NOVÁK Testamentum. Fugae Vergiliane
Jan Novák was born in Moravia in 1921 and, after many problems with the Communist authorities and travels abroad that included sojourns in Italy and Denmark and studies in America with Martin≤ and Copland, died in Germany in 1984. He was posthumously honoured by President Václav Havel in 1996. Also belated but deserving is the recognition among music lovers that has begun to come his way.

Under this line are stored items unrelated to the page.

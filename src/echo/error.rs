//! Per-request failures.
//!
//! Every variant is scoped to the request that produced it. The boundary turns
//! it into a response; nothing here brings the process down.

use axum::{
    http::StatusCode,
    response::{IntoResponse, Response},
};

#[derive(Debug, thiserror::Error)]
pub enum EchoError {
    /// The request body could not be read to completion.
    #[error("failed to read request body: {0}")]
    BodyRead(#[source] axum::Error),

    /// The declared body length exceeds the configured cap.
    #[error("request body of {length} bytes exceeds the {limit} byte limit")]
    BodyTooLarge { length: u64, limit: usize },

    /// A document could not be rendered as JSON.
    #[error("failed to serialize reply: {0}")]
    Serialize(#[from] serde_json::Error),

    /// Deliberate fault raised by the crash endpoint.
    #[error("crash requested: {0}")]
    Crash(String),
}

impl EchoError {
    pub fn status(&self) -> StatusCode {
        match self {
            EchoError::BodyRead(_) => StatusCode::BAD_REQUEST,
            EchoError::BodyTooLarge { .. } => StatusCode::PAYLOAD_TOO_LARGE,
            EchoError::Serialize(_) | EchoError::Crash(_) => StatusCode::INTERNAL_SERVER_ERROR,
        }
    }
}

impl IntoResponse for EchoError {
    fn into_response(self) -> Response {
        let status = self.status();
        match &self {
            EchoError::Crash(_) => tracing::error!(error = %self, "Handler crashed"),
            _ if status.is_server_error() => tracing::error!(error = %self, "Request failed"),
            _ => tracing::warn!(error = %self, "Request rejected"),
        }

        (status, self.to_string()).into_response()
    }
}
//! Header flattening.

use std::collections::BTreeMap;

use axum::http::HeaderMap;

/// Collapse a multi-valued header map into one value per name.
///
/// The last value recorded for a name wins. Names are rendered in canonical
/// MIME form (`x-forwarded-for` becomes `X-Forwarded-For`).
pub fn flatten(headers: &HeaderMap) -> BTreeMap<String, String> {
    let mut flat = BTreeMap::new();

    for name in headers.keys() {
        if let Some(value) = headers.get_all(name).iter().last() {
            flat.insert(
                canonical_name(name.as_str()),
                String::from_utf8_lossy(value.as_bytes()).into_owned(),
            );
        }
    }

    flat
}

/// Upper-case the first letter of each `-` separated word, lower-case the rest.
pub fn canonical_name(name: &str) -> String {
    let mut canonical = String::with_capacity(name.len());
    let mut upper = true;

    for c in name.chars() {
        canonical.push(if upper {
            c.to_ascii_uppercase()
        } else {
            c.to_ascii_lowercase()
        });
        upper = c == '-';
    }

    canonical
}
//! Diagnostic HTTP echo service library.

pub mod config;
pub mod echo;
pub mod http;
pub mod info;
pub mod lifecycle;
pub mod observability;

pub use config::schema::EchoConfig;
pub use echo::EchoReply;
pub use http::HttpServer;
pub use lifecycle::Shutdown;
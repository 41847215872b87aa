//! Access log middleware.
//!
//! One line per request: status, method, path and humanized elapsed time.
//! Client and server errors (status >= 400) log at `warn`.

use std::time::{Duration, Instant};

use axum::{
    body::Body,
    http::Request,
    middleware::Next,
    response::Response,
};

use crate::http::request::RequestIdExt;

pub async fn access_log(request: Request<Body>, next: Next) -> Response {
    let started = Instant::now();
    let method = request.method().clone();
    let path = request.uri().path().to_string();
    let request_id = request.request_id().unwrap_or("unknown").to_string();

    let response = next.run(request).await;

    let status = response.status().as_u16();
    let elapsed = format_elapsed(started.elapsed());

    if status >= 400 {
        tracing::warn!(request_id = %request_id, status, method = %method, path = %path, elapsed = %elapsed, "Request served");
    } else {
        tracing::info!(request_id = %request_id, status, method = %method, path = %path, elapsed = %elapsed, "Request served");
    }

    response
}

/// Render `elapsed` in the coarsest unit that keeps it readable.
///
/// Over 5s: seconds; over 1ms: milliseconds; over 1µs: whole microseconds;
/// otherwise nanoseconds.
pub fn format_elapsed(elapsed: Duration) -> String {
    let nanos = elapsed.as_nanos();

    if nanos > 5_000_000_000 {
        format!("{:.1} sec", nanos as f64 / 1e9)
    } else if nanos > 1_000_000 {
        format!("{:.1} ms", nanos as f64 / 1e6)
    } else if nanos > 1_000 {
        format!("{} µs", nanos / 1_000)
    } else {
        format!("{} ns", nanos)
    }
}
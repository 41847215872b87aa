//! The reflected-request document.

use std::collections::BTreeMap;

use serde::{Deserialize, Serialize};

/// Port reported when the Host header carries none.
pub const DEFAULT_PORT: &str = "80 (defaulted)";

/// Body reported when the request has no body.
pub const EMPTY_BODY: &str = "-";

/// Canonical description of one inbound request.
///
/// Maps are ordered so the serialized document is stable across runs.
#[derive(Debug, Clone, PartialEq, Eq, Serialize, Deserialize)]
pub struct EchoReply {
    pub method: String,
    pub protocol: String,
    pub host: String,
    /// Never empty: falls back to [`DEFAULT_PORT`].
    pub port: String,
    /// Request-URI exactly as received.
    pub uri: String,
    /// Percent-decoded path.
    pub path: String,
    /// Canonical re-encoding of the query.
    pub query: String,
    /// Body as text, or [`EMPTY_BODY`].
    pub body: String,
    pub headers: BTreeMap<String, String>,
    pub params: BTreeMap<String, String>,
}
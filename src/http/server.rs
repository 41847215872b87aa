//! HTTP server setup and configuration.
//!
//! # Responsibilities
//! - Create Axum Router with all handlers
//! - Wire up middleware (request ID, tracing, access log, timeout)
//! - Serve on a listener until shutdown is signalled

use std::sync::Arc;
use std::time::Duration;

use axum::{
    middleware,
    routing::{any, get},
    Router,
};
use tokio::net::TcpListener;
use tokio::sync::broadcast;
use tower_http::{timeout::TimeoutLayer, trace::TraceLayer};

use crate::config::EchoConfig;
use crate::http::handlers;
use crate::http::request::{propagate_request_id_layer, set_request_id_layer};
use crate::info::{EnvSnapshot, SystemInfo};
use crate::lifecycle::shutdown::recv_shutdown;
use crate::observability::access_log;

/// Application state injected into handlers.
///
/// Everything here is built once at startup and only read afterwards.
#[derive(Clone)]
pub struct AppState {
    pub env: Arc<EnvSnapshot>,
    pub system: Arc<SystemInfo>,
    pub body_limit: Option<usize>,
}

impl AppState {
    pub fn from_config(config: &EchoConfig) -> Self {
        Self {
            env: Arc::new(EnvSnapshot::capture(&config.exposure.env_vars)),
            system: Arc::new(SystemInfo::collect()),
            body_limit: config.limits.max_body_bytes,
        }
    }
}

/// HTTP server for the echo service.
pub struct HttpServer {
    router: Router,
    config: EchoConfig,
}

impl HttpServer {
    /// Create a new HTTP server with the given configuration.
    pub fn new(config: EchoConfig) -> Self {
        let state = AppState::from_config(&config);
        Self::with_state(config, state)
    }

    /// Create a server around prepared state.
    pub fn with_state(config: EchoConfig, state: AppState) -> Self {
        let router = Self::build_router(&config, state);
        Self { router, config }
    }

    /// Build the Axum router with all middleware layers.
    #[allow(deprecated)]
    fn build_router(config: &EchoConfig, state: AppState) -> Router {
        Router::new()
            .route("/env", get(handlers::env))
            .route("/system", get(handlers::system))
            .route("/hi", get(handlers::hi))
            .route("/fail", any(handlers::fail))
            .route("/crash", any(handlers::crash))
            .fallback(handlers::echo)
            .with_state(state)
            .layer(TimeoutLayer::new(Duration::from_secs(config.timeouts.request_secs)))
            .layer(propagate_request_id_layer())
            .layer(middleware::from_fn(access_log))
            .layer(TraceLayer::new_for_http())
            .layer(set_request_id_layer())
    }

    /// The fully layered router, for driving the service without a socket.
    pub fn router(&self) -> Router {
        self.router.clone()
    }

    /// Run the server on `listener` until `shutdown` fires.
    pub async fn run(
        self,
        listener: TcpListener,
        shutdown: broadcast::Receiver<()>,
    ) -> Result<(), std::io::Error> {
        let addr = listener.local_addr()?;
        tracing::info!(
            address = %addr,
            environment = ?self.config.listener.environment,
            "HTTP server starting"
        );

        axum::serve(listener, self.router)
            .with_graceful_shutdown(recv_shutdown(shutdown))
            .await?;

        tracing::info!("HTTP server stopped");
        Ok(())
    }

    /// Get a reference to the config.
    pub fn config(&self) -> &EchoConfig {
        &self.config
    }
}
#[tokio::main]
async fn main() {
    if let Err(err) = cr_api::run().await {
        tracing::error!(error = %err, "cr-api failed");
        std::process::exit(1);
    }
}
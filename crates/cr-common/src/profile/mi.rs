use std::collections::BTreeMap;
use std::str::FromStr;

use serde::{Deserialize, Serialize};
use strum::{AsRefStr, EnumString};

use crate::error::InputError;

pub const DEFAULT_MAX_SCORE: f64 = 10.0;

/// The eight multiple-intelligence types, declared in feature-vector order.
#[derive(
    Debug,
    Clone,
    Copy,
    PartialEq,
    Eq,
    PartialOrd,
    Ord,
    Hash,
    Serialize,
    Deserialize,
    AsRefStr,
    EnumString,
)]
pub enum Intelligence {
    Lin,
    LogMath,
    Spa,
    BodKin,
    Mus,
    Inter,
    Intra,
    Nat,
}

impl Intelligence {
    pub const ALL: [Intelligence; 8] = [
        Intelligence::Lin,
        Intelligence::LogMath,
        Intelligence::Spa,
        Intelligence::BodKin,
        Intelligence::Mus,
        Intelligence::Inter,
        Intelligence::Intra,
        Intelligence::Nat,
    ];

    pub fn index(self) -> usize {
        self as usize
    }

    pub fn parse(raw: &str) -> Result<Self, InputError> {
        Intelligence::from_str(raw.trim())
            .map_err(|_| InputError::UnknownIntelligence(raw.to_string()))
    }
}

#[derive(Debug, Clone, PartialEq, Serialize, Deserialize)]
pub struct MiAnswer {
    pub intelligence_type: String,
    pub score: f64,
}

/// Normalised intelligence scores in `[0, 1]`. Missing types read as 0.0.
#[derive(Debug, Clone, PartialEq, Default)]
pub struct MiProfile {
    scores: BTreeMap<Intelligence, f64>,
}

impl MiProfile {
    pub fn from_scores(scores: BTreeMap<Intelligence, f64>) -> Result<Self, InputError> {
        for (intelligence, score) in &scores {
            if !score.is_finite() || !(0.0..=1.0).contains(score) {
                return Err(InputError::InvalidScore {
                    intelligence: intelligence.as_ref().to_string(),
                    score: *score,
                });
            }
        }
        Ok(Self { scores })
    }

    pub fn get(&self, intelligence: Intelligence) -> f64 {
        self.scores.get(&intelligence).copied().unwrap_or(0.0)
    }

    pub fn scores(&self) -> &BTreeMap<Intelligence, f64> {
        &self.scores
    }

    /// Mean over all eight types, counting missing ones as 0.0.
    pub fn average(&self) -> f64 {
        Intelligence::ALL.iter().map(|i| self.get(*i)).sum::<f64>() / Intelligence::ALL.len() as f64
    }

    /// All eight types ordered by descending score; ties keep canonical order.
    pub fn ranked(&self) -> Vec<(Intelligence, f64)> {
        let mut ranked: Vec<_> = Intelligence::ALL.iter().map(|i| (*i, self.get(*i))).collect();
        ranked.sort_by(|a, b| b.1.partial_cmp(&a.1).unwrap_or(std::cmp::Ordering::Equal));
        ranked
    }

    pub fn top(&self, n: usize) -> Vec<(Intelligence, f64)> {
        let mut ranked = self.ranked();
        ranked.truncate(n);
        ranked
    }
}

/// Sums raw answer scores per type and scales them into `[0, 1]`.
#[derive(Debug, Clone, Copy)]
pub struct MiScorer {
    max_score: f64,
}

impl Default for MiScorer {
    fn default() -> Self {
        Self {
            max_score: DEFAULT_MAX_SCORE,
        }
    }
}

impl MiScorer {
    pub fn new(max_score: f64) -> Self {
        if !max_score.is_finite() || max_score <= 0.0 {
            tracing::warn!(
                max_score,
                fallback = DEFAULT_MAX_SCORE,
                "invalid MI max score; using default"
            );
            return Self::default();
        }
        Self { max_score }
    }

    pub fn max_score(&self) -> f64 {
        self.max_score
    }

    pub fn score(&self, answers: &[MiAnswer]) -> Result<MiProfile, InputError> {
        let mut totals = [0.0f64; 8];

        for answer in answers {
            let intelligence = Intelligence::parse(&answer.intelligence_type)?;
            if !answer.score.is_finite() {
                return Err(InputError::InvalidScore {
                    intelligence: answer.intelligence_type.clone(),
                    score: answer.score,
                });
            }
            totals[intelligence.index()] += answer.score;
        }

        let scores = Intelligence::ALL
            .iter()
            .map(|i| (*i, (totals[i.index()] / self.max_score).clamp(0.0, 1.0)))
            .collect();

        MiProfile::from_scores(scores)
    }
}

#[cfg(test)]
mod tests {
    use super::*;

    fn answer(kind: &str, score: f64) -> MiAnswer {
        MiAnswer {
            intelligence_type: kind.into(),
            score,
        }
    }

    #[test]
    fn sums_and_normalises_against_max_score() {
        let answers = vec![answer("LogMath", 4.0), answer("LogMath", 3.0), answer("Nat", 2.0)];

        let profile = MiScorer::default().score(&answers).unwrap();

        assert!((profile.get(Intelligence::LogMath) - 0.7).abs() < 1e-9);
        assert!((profile.get(Intelligence::Nat) - 0.2).abs() < 1e-9);
        assert_eq!(profile.get(Intelligence::Lin), 0.0);
        assert_eq!(profile.scores().len(), 8);
    }

    #[test]
    fn clamps_to_unit_interval() {
        let answers = vec![answer("Spa", 12.0), answer("Mus", -3.0)];

        let profile = MiScorer::default().score(&answers).unwrap();

        assert_eq!(profile.get(Intelligence::Spa), 1.0);
        assert_eq!(profile.get(Intelligence::Mus), 0.0);
    }

    #[test]
    fn rejects_unknown_type() {
        let err = MiScorer::default()
            .score(&[answer("Cooking", 1.0)])
            .unwrap_err();

        assert_eq!(err, InputError::UnknownIntelligence("Cooking".into()));
    }

    #[test]
    fn invalid_max_score_falls_back_to_default() {
        assert_eq!(MiScorer::new(0.0).max_score(), DEFAULT_MAX_SCORE);
        assert_eq!(MiScorer::new(5.0).max_score(), 5.0);
    }

    #[test]
    fn ranked_breaks_ties_by_canonical_order() {
        let profile = MiProfile::from_scores(BTreeMap::from([
            (Intelligence::Nat, 0.5),
            (Intelligence::Lin, 0.5),
            (Intelligence::Spa, 0.9),
        ]))
        .unwrap();

        let top: Vec<_> = profile.top(3).into_iter().map(|(i, _)| i).collect();

        assert_eq!(
            top,
            vec![Intelligence::Spa, Intelligence::Lin, Intelligence::Nat]
        );
    }

    #[test]
    fn average_counts_missing_types_as_zero() {
        let profile =
            MiProfile::from_scores(BTreeMap::from([(Intelligence::Inter, 0.8)])).unwrap();

        assert!((profile.average() - 0.1).abs() < 1e-9);
    }
}
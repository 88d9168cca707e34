use std::collections::HashMap;
use std::sync::Arc;
use std::time::Instant;

use chrono::Utc;
use rand::SeedableRng;
use rand::rngs::StdRng;
use rand::seq::SliceRandom;
use tracing::{info, warn};

use super::PredictorError;
use super::forest::RandomForest;
use super::neural::NeuralNetwork;
use super::registry::{Classifier, ModelKind, ModelSlot, ModelStatus, TrainedModel};
use super::store::ModelStore;
use super::synthetic::{LabeledSample, SyntheticSource, TrainingSource};
use crate::catalog::CareerCatalog;
use crate::config::TrainingConfig;
use crate::features::{FEATURE_LAYOUT_VERSION, FeatureVector};
use crate::run_id;

const MIN_SAMPLES_FOR_HOLDOUT: usize = 10;

/// Builds classifiers from a [`TrainingSource`] against the catalog's career names.
pub struct ModelTrainer {
    catalog: Arc<CareerCatalog>,
    config: TrainingConfig,
    store: Option<ModelStore>,
}

impl ModelTrainer {
    pub fn new(catalog: Arc<CareerCatalog>, config: TrainingConfig, store: Option<ModelStore>) -> Self {
        Self {
            catalog,
            config,
            store,
        }
    }

    pub fn config(&self) -> &TrainingConfig {
        &self.config
    }

    pub fn store(&self) -> Option<&ModelStore> {
        self.store.as_ref()
    }

    pub fn default_source(&self) -> SyntheticSource {
        SyntheticSource::new(self.config.num_samples)
    }

    /// Trains a fresh model. Nothing shared is touched; callers decide whether to install it.
    pub fn train(
        &self,
        kind: ModelKind,
        source: &dyn TrainingSource,
        seed: Option<u64>,
    ) -> Result<TrainedModel, PredictorError> {
        let started = Instant::now();
        let labels = self.catalog.career_names();
        if labels.is_empty() {
            return Err(PredictorError::Training(
                "catalog has no careers to learn".into(),
            ));
        }

        let seed = seed.or(self.config.seed).unwrap_or_else(rand::random);
        let mut rng = StdRng::seed_from_u64(seed);

        let mut samples = source.load(&labels, &mut rng)?;
        if samples.is_empty() {
            return Err(PredictorError::Training(format!(
                "{} source produced no samples",
                source.name()
            )));
        }
        samples.shuffle(&mut rng);

        let label_index: HashMap<&str, usize> = labels
            .iter()
            .enumerate()
            .map(|(i, label)| (label.as_str(), i))
            .collect();
        let encoded: Vec<(FeatureVector, usize)> = samples
            .iter()
            .filter_map(|s| label_index.get(s.label.as_str()).map(|i| (s.features, *i)))
            .collect();

        let holdout = if encoded.len() >= MIN_SAMPLES_FOR_HOLDOUT {
            (encoded.len() as f64 * self.config.validation_fraction) as usize
        } else {
            0
        };
        let (validation, training) = encoded.split_at(holdout);

        let classifier = match kind {
            ModelKind::Neural => Classifier::Neural(NeuralNetwork::train(
                training,
                labels.len(),
                &self.config.neural,
                &mut rng,
            )?),
            ModelKind::Forest => Classifier::Forest(RandomForest::train(
                training,
                labels.len(),
                &self.config.forest,
                &mut rng,
            )?),
        };

        let mut model = TrainedModel {
            feature_layout: FEATURE_LAYOUT_VERSION.to_string(),
            labels,
            classifier,
            trained_at: Utc::now(),
            sample_count: training.len(),
            accuracy: None,
            run_id: run_id::generate(),
            source: source.name().to_string(),
        };
        if !validation.is_empty() {
            model.accuracy = Some(accuracy(&model, validation));
        }

        info!(
            %kind,
            seed,
            source = source.name(),
            samples = training.len(),
            holdout,
            accuracy = model.accuracy,
            run_id = %model.run_id,
            process_run_id = run_id::process(),
            elapsed_ms = started.elapsed().as_millis() as u64,
            "trained model"
        );
        Ok(model)
    }

    fn train_and_persist(
        &self,
        kind: ModelKind,
        source: &dyn TrainingSource,
        seed: Option<u64>,
    ) -> Result<TrainedModel, PredictorError> {
        let model = self.train(kind, source, seed)?;
        if let Some(store) = &self.store {
            if let Err(err) = store.save(&model) {
                warn!(%kind, error = %err, "trained model could not be persisted; serving from memory");
            }
        }
        Ok(model)
    }

    /// Explicit retraining; fails fast when the slot is already training.
    pub fn train_into(
        &self,
        slot: &ModelSlot,
        source: &dyn TrainingSource,
        seed: Option<u64>,
    ) -> Result<ModelStatus, PredictorError> {
        slot.try_train_with(|| self.train_and_persist(slot.kind(), source, seed))
    }

    /// First-use training on default synthetic data. A no-op once the slot holds a model.
    pub fn ensure_trained(&self, slot: &ModelSlot) -> Result<ModelStatus, PredictorError> {
        let source = self.default_source();
        slot.train_if_empty(|| self.train_and_persist(slot.kind(), &source, None))
    }

    /// Drops the serving model and any persisted copy so a restart starts untrained too.
    pub fn reset(&self, slot: &ModelSlot) -> Result<ModelStatus, PredictorError> {
        slot.reset_with(|| match &self.store {
            Some(store) => store.remove(slot.kind()).map(|_| ()),
            None => Ok(()),
        })
    }

    /// Share of samples whose most probable label matches.
    pub fn evaluate(model: &TrainedModel, samples: &[LabeledSample]) -> f64 {
        if samples.is_empty() {
            return 0.0;
        }
        let correct = samples
            .iter()
            .filter(|s| model.predict_label(&s.features) == Some(s.label.as_str()))
            .count();
        correct as f64 / samples.len() as f64
    }
}

fn accuracy(model: &TrainedModel, validation: &[(FeatureVector, usize)]) -> f64 {
    let correct = validation
        .iter()
        .filter(|(features, label)| {
            model.predict_label(features) == model.labels.get(*label).map(String::as_str)
        })
        .count();
    correct as f64 / validation.len().max(1) as f64
}

#[cfg(test)]
mod tests {
    use super::*;
    use crate::predictor::forest::ForestParams;
    use crate::predictor::neural::NeuralParams;

    fn quick_config() -> TrainingConfig {
        TrainingConfig {
            num_samples: 200,
            seed: Some(7),
            validation_fraction: 0.2,
            neural: NeuralParams {
                epochs: 5,
                ..NeuralParams::default()
            },
            forest: ForestParams {
                n_trees: 5,
                ..ForestParams::default()
            },
            riasec_path: None,
        }
    }

    fn trainer(store: Option<ModelStore>) -> ModelTrainer {
        ModelTrainer::new(Arc::new(CareerCatalog::with_defaults()), quick_config(), store)
    }

    #[test]
    fn trains_both_kinds_over_catalog_labels() {
        let trainer = trainer(None);

        for kind in ModelKind::ALL {
            let model = trainer.train(kind, &trainer.default_source(), None).unwrap();
            assert_eq!(model.kind(), kind);
            assert_eq!(model.labels.len(), 5);
            assert_eq!(model.sample_count, 160);
            assert!(model.accuracy.is_some());
            assert_eq!(model.source, "synthetic");
        }
    }

    #[test]
    fn fixed_seed_is_reproducible() {
        let trainer = trainer(None);

        let a = trainer.train(ModelKind::Forest, &trainer.default_source(), Some(3)).unwrap();
        let b = trainer.train(ModelKind::Forest, &trainer.default_source(), Some(3)).unwrap();

        assert_eq!(a.classifier, b.classifier);
    }

    #[test]
    fn empty_catalog_cannot_train() {
        let trainer = ModelTrainer::new(Arc::new(CareerCatalog::default()), quick_config(), None);

        let err = trainer
            .train(ModelKind::Neural, &trainer.default_source(), None)
            .unwrap_err();

        assert!(matches!(err, PredictorError::Training(_)));
    }

    #[test]
    fn persisted_model_round_trips_through_store() {
        let dir = tempfile::tempdir().unwrap();
        let store = ModelStore::new(dir.path());
        let trainer = trainer(Some(store.clone()));
        let slot = ModelSlot::new(ModelKind::Neural);

        trainer.ensure_trained(&slot).unwrap();
        let loaded = store.load(ModelKind::Neural).unwrap().unwrap();
        let serving = slot.current().unwrap();

        assert_eq!(loaded.run_id, serving.run_id);
        assert_eq!(loaded.labels, serving.labels);
        assert_eq!(loaded.classifier.classes(), 5);
        assert!(store.load(ModelKind::Forest).unwrap().is_none());
    }

    #[test]
    fn reset_removes_persisted_copy() {
        let dir = tempfile::tempdir().unwrap();
        let store = ModelStore::new(dir.path());
        let trainer = trainer(Some(store.clone()));
        let slot = ModelSlot::new(ModelKind::Forest);
        trainer.ensure_trained(&slot).unwrap();
        assert!(store.path_for(ModelKind::Forest).exists());

        let status = trainer.reset(&slot).unwrap();

        assert_eq!(status.state, crate::predictor::ModelState::Untrained);
        assert!(!store.path_for(ModelKind::Forest).exists());
        assert!(!store.remove(ModelKind::Forest).unwrap());
    }

    #[test]
    fn reset_during_training_keeps_persisted_copy() {
        let dir = tempfile::tempdir().unwrap();
        let store = ModelStore::new(dir.path());
        let trainer = trainer(Some(store.clone()));
        let slot = ModelSlot::new(ModelKind::Forest);
        trainer.ensure_trained(&slot).unwrap();

        let err = slot
            .try_train_with(|| {
                let err = trainer.reset(&slot).unwrap_err();
                assert_eq!(err, PredictorError::TrainingInProgress(ModelKind::Forest));
                Err(PredictorError::Training("aborted".into()))
            })
            .unwrap_err();

        assert_eq!(err, PredictorError::Training("aborted".into()));
        assert!(store.path_for(ModelKind::Forest).exists());
        assert_eq!(slot.status().state, crate::predictor::ModelState::Trained);
    }

    #[test]
    fn store_refuses_incompatible_layout() {
        let dir = tempfile::tempdir().unwrap();
        let store = ModelStore::new(dir.path());
        let trainer = trainer(None);
        let mut model = trainer
            .train(ModelKind::Forest, &trainer.default_source(), None)
            .unwrap();
        model.feature_layout = "legacy".into();
        store.save(&model).unwrap();

        assert!(matches!(
            store.load(ModelKind::Forest),
            Err(PredictorError::Persistence(_))
        ));
    }

    #[test]
    fn evaluate_reports_share_of_correct_labels() {
        let trainer = trainer(None);
        let model = trainer
            .train(ModelKind::Forest, &trainer.default_source(), None)
            .unwrap();
        let samples = vec![LabeledSample {
            features: FeatureVector([0.5; 16]),
            label: "not a career".into(),
        }];

        assert_eq!(ModelTrainer::evaluate(&model, &samples), 0.0);
    }
}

The choral pieces recorded here reflect Novák’s fascination with Latin, both the language and classical culture, informed with a beguiling wit, elegance and humour. They also make considerable demands upon the technique and quickwittedness of the brilliant singers and conductor here. These are accompanied by four undaunted horns in Testamentum, a mock list of bequests attributed to the poet Villon (rather on the lines of Auden and MacNeice’s similar jeu d’esprit). Virgilian Fugues are indeed four musical fugues, punning with great virtuosity on the word’s meaning of ‘fleeing’. More substantial is the Christmas cantata Invitatio pastorum, in which the shepherds persist, against interventions from a cross bunch of devils, in seeking out the Christ Child, and succeed with their arrival at Bethlehem and triumphant ‘alleluias’ into which are sneaked allusions to the familiar carol O come all ye faithful. Mythological Exercises, to Novák’s own Latin texts, are eight thumbnail sketches that include Apollo, Orpheus, an erotic Erato, Midas (with his ass’s ears, a critic of course), the learned Minerva and finally a jazzily dancing Terpsichore. A most entertaining and exhilarating disc of music by an inventive and intelligent composer.